■ WORK INSTRUCTIONS ■
In the data that follows, find each line containing "Justification" and copy it.

----- SOURCE RECORDS

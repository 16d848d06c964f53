//! Closed WordprocessingML value enumerations (`ST_*` simple types)

use std::borrow::Cow;
use std::fmt;

use crate::xml::value::xml_enum;
use crate::xml::XmlValue;

xml_enum! {
    /// Paragraph or table alignment (`ST_Jc`)
    pub enum Justification {
        Start => "start",
        Center => "center",
        End => "end",
        Both => "both",
        MediumKashida => "mediumKashida",
        Distribute => "distribute",
        NumTab => "numTab",
        HighKashida => "highKashida",
        LowKashida => "lowKashida",
        ThaiDistribute => "thaiDistribute",
        Left => "left",
        Right => "right",
    }
}

xml_enum! {
    /// Text flow direction (`ST_TextDirection`); strict spellings accepted
    pub enum TextDirection {
        LrTb => "lrTb" | "tb",
        TbRl => "tbRl" | "rl",
        BtLr => "btLr" | "lr",
        LrTbV => "lrTbV" | "tbV",
        TbRlV => "tbRlV" | "rlV",
        TbLrV => "tbLrV" | "lrV",
    }
}

xml_enum! {
    /// Vertical font alignment within a line (`ST_TextAlignment`)
    pub enum TextAlignment {
        Top => "top",
        Center => "center",
        Baseline => "baseline",
        Bottom => "bottom",
        Auto => "auto",
    }
}

xml_enum! {
    /// Superscript / subscript (`ST_VerticalAlignRun`)
    pub enum VerticalAlignRun {
        Baseline => "baseline",
        Superscript => "superscript",
        Subscript => "subscript",
    }
}

xml_enum! {
    /// Text highlight color (`ST_HighlightColor`)
    pub enum HighlightColor {
        Black => "black",
        Blue => "blue",
        Cyan => "cyan",
        Green => "green",
        Magenta => "magenta",
        Red => "red",
        Yellow => "yellow",
        White => "white",
        DarkBlue => "darkBlue",
        DarkCyan => "darkCyan",
        DarkGreen => "darkGreen",
        DarkMagenta => "darkMagenta",
        DarkRed => "darkRed",
        DarkYellow => "darkYellow",
        DarkGray => "darkGray",
        LightGray => "lightGray",
        None => "none",
    }
}

xml_enum! {
    /// Underline pattern (`ST_Underline`)
    pub enum UnderlineType {
        Single => "single",
        Words => "words",
        Double => "double",
        Thick => "thick",
        Dotted => "dotted",
        DottedHeavy => "dottedHeavy",
        Dash => "dash",
        DashedHeavy => "dashedHeavy",
        DashLong => "dashLong",
        DashLongHeavy => "dashLongHeavy",
        DotDash => "dotDash",
        DashDotHeavy => "dashDotHeavy",
        DotDotDash => "dotDotDash",
        DashDotDotHeavy => "dashDotDotHeavy",
        Wave => "wave",
        WavyHeavy => "wavyHeavy",
        WavyDouble => "wavyDouble",
        None => "none",
    }
}

xml_enum! {
    /// Animated text effect (`ST_TextEffect`)
    pub enum TextEffect {
        BlinkBackground => "blinkBackground",
        Lights => "lights",
        AntsBlack => "antsBlack",
        AntsRed => "antsRed",
        Shimmer => "shimmer",
        Sparkle => "sparkle",
        None => "none",
    }
}

xml_enum! {
    /// East Asian emphasis mark (`ST_Em`)
    pub enum Emphasis {
        None => "none",
        Dot => "dot",
        Comma => "comma",
        Circle => "circle",
        UnderDot => "underDot",
    }
}

xml_enum! {
    /// Kind of break (`ST_BrType`)
    pub enum BreakType {
        Page => "page",
        Column => "column",
        TextWrapping => "textWrapping",
    }
}

xml_enum! {
    /// Line break restart location (`ST_BrClear`)
    pub enum BreakClear {
        None => "none",
        Left => "left",
        Right => "right",
        All => "all",
    }
}

xml_enum! {
    /// Complex field character kind (`ST_FldCharType`)
    pub enum FieldCharType {
        Begin => "begin",
        Separate => "separate",
        End => "end",
    }
}

xml_enum! {
    /// Tab stop alignment (`ST_TabJc`)
    pub enum TabStopType {
        Clear => "clear",
        Start => "start",
        Center => "center",
        End => "end",
        Decimal => "decimal",
        Bar => "bar",
        Num => "num",
        Left => "left",
        Right => "right",
    }
}

xml_enum! {
    /// Tab leader character (`ST_TabTlc`)
    pub enum TabLeader {
        None => "none",
        Dot => "dot",
        Hyphen => "hyphen",
        Underscore => "underscore",
        Heavy => "heavy",
        MiddleDot => "middleDot",
    }
}

xml_enum! {
    /// Line spacing interpretation (`ST_LineSpacingRule`)
    pub enum LineSpacingRule {
        Auto => "auto",
        Exact => "exact",
        AtLeast => "atLeast",
    }
}

xml_enum! {
    /// Unit of a table measurement (`ST_TblWidth`)
    pub enum TableWidthType {
        Nil => "nil",
        Pct => "pct",
        Dxa => "dxa",
        Auto => "auto",
    }
}

xml_enum! {
    /// Table layout algorithm (`ST_TblLayoutType`)
    pub enum TableLayoutType {
        Fixed => "fixed",
        Autofit => "autofit",
    }
}

xml_enum! {
    /// Row height rule (`ST_HeightRule`)
    pub enum HeightRule {
        Auto => "auto",
        Exact => "exact",
        AtLeast => "atLeast",
    }
}

xml_enum! {
    /// Merged cell marker (`ST_Merge`)
    pub enum MergeType {
        Continue => "continue",
        Restart => "restart",
    }
}

xml_enum! {
    /// Vertical merge revision (`ST_AnnotationVMerge`)
    pub enum AnnotationVMerge {
        Cont => "cont",
        Rest => "rest",
    }
}

xml_enum! {
    /// Vertical alignment of cell or page content (`ST_VerticalJc`)
    pub enum VerticalJc {
        Top => "top",
        Center => "center",
        Both => "both",
        Bottom => "bottom",
    }
}

xml_enum! {
    /// Section start (`ST_SectionMark`)
    pub enum SectionType {
        NextPage => "nextPage",
        NextColumn => "nextColumn",
        Continuous => "continuous",
        EvenPage => "evenPage",
        OddPage => "oddPage",
    }
}

xml_enum! {
    /// Page orientation (`ST_PageOrientation`)
    pub enum PageOrientation {
        Portrait => "portrait",
        Landscape => "landscape",
    }
}

xml_enum! {
    /// Header / footer slot (`ST_HdrFtr`)
    pub enum HdrFtrType {
        Default => "default",
        Even => "even",
        First => "first",
    }
}

xml_enum! {
    /// Proofing mark kind (`ST_ProofErr`)
    pub enum ProofErrType {
        SpellStart => "spellStart",
        SpellEnd => "spellEnd",
        GramStart => "gramStart",
        GramEnd => "gramEnd",
    }
}

xml_enum! {
    /// Document grid kind (`ST_DocGrid`)
    pub enum DocGridType {
        Default => "default",
        Lines => "lines",
        LinesAndChars => "linesAndChars",
        SnapToChars => "snapToChars",
    }
}

xml_enum! {
    /// Font slot used for ambiguous characters (`ST_Hint`)
    pub enum FontHint {
        Default => "default",
        EastAsia => "eastAsia",
        Cs => "cs",
    }
}

xml_enum! {
    /// Bracket style for combined characters (`ST_CombineBrackets`)
    pub enum CombineBrackets {
        None => "none",
        Round => "round",
        Square => "square",
        Angle => "angle",
        Curly => "curly",
    }
}

xml_enum! {
    /// Sides text may wrap on around a floating drawing (`ST_WrapText`)
    pub enum WrapText {
        BothSides => "bothSides",
        Left => "left",
        Right => "right",
        Largest => "largest",
    }
}

/// Length attribute (`ST_TwipsMeasure`, `ST_SignedTwipsMeasure`)
///
/// Either a plain number in twentieths of a point or a universal measure
/// such as `12pt` or `2.5cm`, which is kept as written.
#[derive(Debug, Clone, PartialEq, Eq)]
pub enum Measure {
    Twips(i64),
    Universal(String),
}

/// Units allowed in a universal measure, with twips per unit
const UNIVERSAL_UNITS: &[(&str, f64)] = &[
    ("mm", 1440.0 / 25.4),
    ("cm", 1440.0 / 2.54),
    ("in", 1440.0),
    ("pt", 20.0),
    ("pc", 240.0),
    ("pi", 240.0),
];

impl Measure {
    /// Value in twentieths of a point, converting universal measures
    pub fn to_twips(&self) -> i64 {
        match self {
            Measure::Twips(twips) => *twips,
            Measure::Universal(raw) => split_universal(raw)
                .map(|(number, per_unit)| (number * per_unit).round() as i64)
                .unwrap_or_default(),
        }
    }
}

fn split_universal(raw: &str) -> Option<(f64, f64)> {
    UNIVERSAL_UNITS.iter().find_map(|(unit, per_unit)| {
        let number = raw.strip_suffix(unit)?.parse::<f64>().ok()?;
        number.is_finite().then_some((number, *per_unit))
    })
}

impl From<i64> for Measure {
    fn from(twips: i64) -> Self {
        Measure::Twips(twips)
    }
}

impl fmt::Display for Measure {
    fn fmt(&self, f: &mut fmt::Formatter<'_>) -> fmt::Result {
        match self {
            Measure::Twips(twips) => write!(f, "{twips}"),
            Measure::Universal(raw) => f.write_str(raw),
        }
    }
}

impl XmlValue for Measure {
    fn parse_xml(raw: &str) -> Option<Self> {
        let raw = raw.trim();
        if let Ok(twips) = raw.parse() {
            return Some(Measure::Twips(twips));
        }
        split_universal(raw).map(|_| Measure::Universal(raw.to_string()))
    }

    fn to_xml(&self) -> Option<Cow<'_, str>> {
        Some(match self {
            Measure::Twips(twips) => Cow::Owned(twips.to_string()),
            Measure::Universal(raw) => Cow::Borrowed(raw.as_str()),
        })
    }
}

#[cfg(test)]
mod tests {
    use super::*;
    use crate::xml::XmlValue;

    #[test]
    fn test_strict_text_direction_aliases() {
        assert_eq!(TextDirection::parse_xml("tb"), Some(TextDirection::LrTb));
        assert_eq!(TextDirection::parse_xml("btLr"), Some(TextDirection::BtLr));
        assert_eq!(TextDirection::parse_xml("lr"), Some(TextDirection::BtLr));
        assert_eq!(TextDirection::BtLr.as_str(), "btLr");
    }

    #[test]
    fn test_unknown_spelling_is_rejected() {
        assert_eq!(Justification::parse_xml("middle"), None);
        assert_eq!(Justification::parse_xml("both"), Some(Justification::Both));
    }

    #[test]
    fn test_measure_keeps_universal_text() {
        assert_eq!(Measure::parse_xml("720"), Some(Measure::Twips(720)));
        assert_eq!(Measure::parse_xml("-360"), Some(Measure::Twips(-360)));

        let points = Measure::parse_xml("12pt").unwrap();
        assert_eq!(points, Measure::Universal("12pt".into()));
        assert_eq!(points.to_xml().as_deref(), Some("12pt"));
        assert_eq!(points.to_twips(), 240);
        assert_eq!(Measure::parse_xml("1in").unwrap().to_twips(), 1440);
        assert_eq!(Measure::parse_xml("2.54cm").unwrap().to_twips(), 1440);

        assert_eq!(Measure::parse_xml("large"), None);
        assert_eq!(Measure::parse_xml("pt"), None);
    }
}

----------

■ TASK ANSWER ■
    pub enum Justification {
        assert_eq!(Justification::parse_xml("middle"), None);
        assert_eq!(Justification::parse_xml("both"), Some(Justification::Both));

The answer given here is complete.